Quantum Matter Seminar
Nonlinear response in strongly correlated systems
October 20 at 17:00 - 18:15, 2021
Dr. Robert Peters (Lecturer, Department of Physics, Graduate School of Science, Kyoto University)
Nonlinear responses in condensed matter are intensively studied because they provide rich information about materials and hold the possibility of being applied in diodes or high-frequency optical devices [1-4]. While nonlinear responses in noninteracting models have been explored widely, the effect of strong correlations on the nonlinear response is still poorly understood. This talk will introduce a Green's function method to calculate nonlinear conductivities in strongly correlated materials [5-6]. Correlation effects are thereby included by the self-energy of the material. I will then use this method to study the nonlinear conductivities in noncentrosymmetric f-electron systems. The first system is a heavy Fermion system, where a nonreciprocal conductivity appears in the ferromagnetic phase. The nonreciprocal conductivity thereby always occurs perpendicular to the magnetization of the system and has a strong spin dependence, which might be advantageous for spintronic applications. The second system is a model corresponding to the Weyl-Kondo semimetal Ce3Bi4Pd3, in which a giant spontaneous Hall effect without time-reversal symmetry breaking has been observed [7]. This Hall effect can be explained as a nonlinear Hall effect in an inversion-symmetry broken Weyl-semimetal. It has been shown that the nonlinear Hall effect is related to the Berry curvature dipole [4]. Our study shows that the magnitude of the experimentally observed nonlinear Hall effect can be explained by the strong correlations inherent in this f-electron material [8]. *Detailed information about the seminar refer to the email.
Venue: via Zoom
Event Official Language: English
Symmetry-based analysis for unconventional superconductors: Diagnosis of topological and nodal superconductivity
October 12 at 16:00 - 17:15, 2021
Mr. Seishiro Ono (Department of Applied Physics, School of Engineering, The University of Tokyo)
The physics of unconventional superconductors has gained a new dimension in the past decade, thanks to the bloom in the understanding of topological quantum materials. Keeping in mind the success of the symmetry-based diagnosis in the large-scale discovery of topological insulator and semimetal candidates [1], it is natural to ask whether the approach can be generalized to superconducting systems. In this talk, I provide a unified way to diagnose topology and superconducting nodes in unconventional superconductors. First, I review symmetry-indicator theory for the topological insulators [2]. Also, I also discuss how to generalize the theory to superconductors [3,4,5]. Next, I show that the symmetry-based approach can extensively classify superconducting nodes pinned to high-symmetric momenta [6]. Finally, I show that these results enable us to derive the comprehensive correspondences between pairing symmetries and topological/nodal superconducting nature for each material [7]. *Detailed information about the seminar refer to the email.
Venue: via Zoom
Event Official Language: English
Wave function geometry and anomalous Landau levels of flat bands
October 7 at 16:00 - 17:15, 2021
Prof. Bohm-Jung Yang (Associate Professor, Department of Physics and Astronomy, Seoul National University, Republic of Korea)

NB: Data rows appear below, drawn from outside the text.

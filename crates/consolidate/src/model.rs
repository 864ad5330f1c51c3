use serde::Serialize;

// ---------------------------------------------------------------------------
// Categories
// ---------------------------------------------------------------------------

/// Size sentinel for categories that carry no size discriminator.
pub const SIZE_NOT_APPLICABLE: &str = "N/A";

/// The three inventory categories. Closed set: each variant knows its
/// quantity unit, whether it carries a size discriminator, and how it joins
/// against the price catalog. Downstream stages never re-branch on strings.
#[derive(Debug, Clone, Copy, PartialEq, Eq, Hash, PartialOrd, Ord, Serialize)]
#[serde(rename_all = "snake_case")]
pub enum Category {
    /// Pipe/duct runs, measured by length, joined by type + size.
    Conduits,
    /// Discrete fittings (elbows, couplings), counted, joined by type + size.
    Fittings,
    /// Point assets (boxes, cameras, poles), counted, joined by family only.
    Fixtures,
}

impl Category {
    /// Fixed pipeline order: Conduits, Fittings, Fixtures.
    pub const ALL: [Category; 3] = [Self::Conduits, Self::Fittings, Self::Fixtures];

    /// Parse a catalog category cell. Trimmed, case-insensitive; anything
    /// else is `None`.
    pub fn parse(raw: &str) -> Option<Category> {
        match raw.trim().to_ascii_lowercase().as_str() {
            "conduits" => Some(Self::Conduits),
            "fittings" => Some(Self::Fittings),
            "fixtures" => Some(Self::Fixtures),
            _ => None,
        }
    }

    pub fn unit(&self) -> Unit {
        match self {
            Self::Conduits => Unit::Meters,
            Self::Fittings | Self::Fixtures => Unit::Each,
        }
    }

    /// Length-measured categories get the implausible-length validation rule.
    pub fn is_linear(&self) -> bool {
        matches!(self, Self::Conduits)
    }

    pub fn has_size(&self) -> bool {
        !matches!(self, Self::Fixtures)
    }

    /// Derive the catalog join key for an item of this category.
    pub fn catalog_key(&self, family: &str, type_name: &str, size: &str) -> CatalogKey {
        match self {
            Self::Conduits | Self::Fittings => {
                CatalogKey::TypeSize(format!("{type_name}|{size}"))
            }
            Self::Fixtures => CatalogKey::Family(family.to_string()),
        }
    }
}

impl std::fmt::Display for Category {
    fn fmt(&self, f: &mut std::fmt::Formatter<'_>) -> std::fmt::Result {
        match self {
            Self::Conduits => write!(f, "conduits"),
            Self::Fittings => write!(f, "fittings"),
            Self::Fixtures => write!(f, "fixtures"),
        }
    }
}

/// Catalog join key. Conduits/Fittings join on `type|size`; Fixtures on family.
#[derive(Debug, Clone, PartialEq, Eq, Hash, PartialOrd, Ord)]
pub enum CatalogKey {
    TypeSize(String),
    Family(String),
}

#[derive(Debug, Clone, Copy, PartialEq, Eq, Serialize)]
#[serde(rename_all = "snake_case")]
pub enum Unit {
    Meters,
    Each,
}

impl std::fmt::Display for Unit {
    fn fmt(&self, f: &mut std::fmt::Formatter<'_>) -> std::fmt::Result {
        match self {
            Self::Meters => write!(f, "m"),
            Self::Each => write!(f, "each"),
        }
    }
}

// ---------------------------------------------------------------------------
// Lifecycle
// ---------------------------------------------------------------------------

/// Classification of an item's status across the two snapshots.
#[derive(Debug, Clone, Copy, PartialEq, Eq, Hash, PartialOrd, Ord, Serialize)]
#[serde(rename_all = "snake_case")]
pub enum LifecycleState {
    /// Demolished during the phase. Sourced from the initial snapshot only.
    Removed,
    /// Built during the phase. Sourced from the final snapshot.
    Added,
    /// Pre-existing and untouched. Sourced from the final snapshot.
    Retained,
    /// Phase marker matched neither literal. Kept for audit, never costed.
    Unknown,
}

impl std::fmt::Display for LifecycleState {
    fn fmt(&self, f: &mut std::fmt::Formatter<'_>) -> std::fmt::Result {
        match self {
            Self::Removed => write!(f, "removed"),
            Self::Added => write!(f, "added"),
            Self::Retained => write!(f, "retained"),
            Self::Unknown => write!(f, "unknown"),
        }
    }
}

// ---------------------------------------------------------------------------
// Input
// ---------------------------------------------------------------------------

/// One raw row from an initial or final snapshot extract. Never mutated.
#[derive(Debug, Clone, Default)]
pub struct SnapshotRow {
    pub family: String,
    pub type_name: String,
    pub size: Option<String>,
    /// Length for linear categories, count for discrete ones.
    /// `None` when the source cell failed to parse as a number.
    pub quantity: Option<f64>,
    pub phase_created: Option<String>,
    pub phase_demolished: Option<String>,
    pub system_name: Option<String>,
    pub system_category: Option<String>,
}

/// One row of the rate catalog. Immutable reference data.
#[derive(Debug, Clone)]
pub struct CatalogEntry {
    pub category: String,
    pub family: String,
    pub type_name: String,
    pub size: String,
    pub unit: String,
    pub unit_price: Option<f64>,
}

/// Initial + final snapshot rows for one category.
#[derive(Debug, Clone, Default)]
pub struct SnapshotPair {
    pub initial: Vec<SnapshotRow>,
    pub final_rows: Vec<SnapshotRow>,
}

/// Pre-loaded input tables for one consolidation run.
#[derive(Debug, Clone, Default)]
pub struct ConsolidationInput {
    pub conduits: SnapshotPair,
    pub fittings: SnapshotPair,
    pub fixtures: SnapshotPair,
    pub catalog: Vec<CatalogEntry>,
}

impl ConsolidationInput {
    pub fn pair(&self, category: Category) -> &SnapshotPair {
        match category {
            Category::Conduits => &self.conduits,
            Category::Fittings => &self.fittings,
            Category::Fixtures => &self.fixtures,
        }
    }
}

// ---------------------------------------------------------------------------
// Consolidated items
// ---------------------------------------------------------------------------

/// One row of the consolidated inventory. Created by the reconciler,
/// enriched by the catalog matcher, sanitized by the validator, finalized
/// by the cost pass. Problem rows are flagged, never removed.
#[derive(Debug, Clone, PartialEq, Serialize)]
pub struct Item {
    /// Sequential 1-based id, assigned after all categories are merged.
    pub id: u64,
    pub category: Category,
    pub family: String,
    pub type_name: String,
    /// Size discriminator, or [`SIZE_NOT_APPLICABLE`] for fixtures.
    pub size: String,
    #[serde(skip_serializing_if = "Option::is_none")]
    pub system_name: Option<String>,
    #[serde(skip_serializing_if = "Option::is_none")]
    pub system_category: Option<String>,
    pub state: LifecycleState,
    pub quantity: Option<f64>,
    pub unit: Unit,
    /// `None` when no catalog match or when nulled by validation.
    pub unit_price: Option<f64>,
    pub price_found: bool,
    pub new_cost: f64,
    pub removal_cost: f64,
    pub total_cost: f64,
    /// True when validation overrode an implausible value on this row.
    pub corrected: bool,
}

/// Immutable post-match, pre-validation table. The sole source of truth for
/// costing: every recosting pass starts from a clone of this, so repeated
/// factor changes never accumulate corrections or rounding drift.
#[derive(Debug, Clone)]
pub struct BaseTable {
    pub items: Vec<Item>,
    pub catalog: CatalogStats,
}

/// Catalog load statistics, surfaced for audit.
#[derive(Debug, Clone, Default, Serialize)]
pub struct CatalogStats {
    /// Priced entries indexed.
    pub entries: usize,
    /// Duplicate keys with identical prices (tolerated).
    pub duplicate_keys: usize,
    /// Entries skipped because the price cell did not parse.
    pub skipped_unpriced: usize,
}

// ---------------------------------------------------------------------------
// Result
// ---------------------------------------------------------------------------

#[derive(Debug, Clone, Serialize)]
pub struct ConsolidationMeta {
    pub config_name: String,
    pub engine_version: String,
    pub run_at: String,
    pub demolition_factor: f64,
}

#[derive(Debug, Clone, Serialize)]
pub struct ConsolidationResult {
    pub meta: ConsolidationMeta,
    pub summary: crate::summary::Summary,
    pub catalog: CatalogStats,
    pub items: Vec<Item>,
}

Semiclassical quantization of electronic states under magnetic field describes not only the Landau level spectrum but also the geometric responses of metals under a magnetic field. However, it is unclear whether this semiclassical idea is valid in dispersionless flat-band systems, in which an infinite number of degenerate semiclassical orbits are allowed. In this talk, I am going to show that the semiclassical quantization rule breaks down for a class of flat bands including singular flat bands [1-5] and isolated flat bands [6]. The Landau levels of such a flat band develop in the empty region in which no electronic states exist in the absence of a magnetic field. The total energy spread of the Landau levels of flat bands is determined by the quantum geometry of the relevant Bloch states, which is characterized by their Hilbert–Schmidt quantum distance and fidelity tensors. The results indicate that flat band systems are promising platforms for the direct measurement of the quantum geometry of wavefunctions in condensed matter. *Detailed information about the seminar refer to the email.
Venue: via Zoom
Event Official Language: English
Extended and interacting bound states in elemental superconductors
September 1 at 16:00 - 17:15, 2021
Dr. Levente Rózsa (Condensed Matter Physics, University of Konstanz, Germany)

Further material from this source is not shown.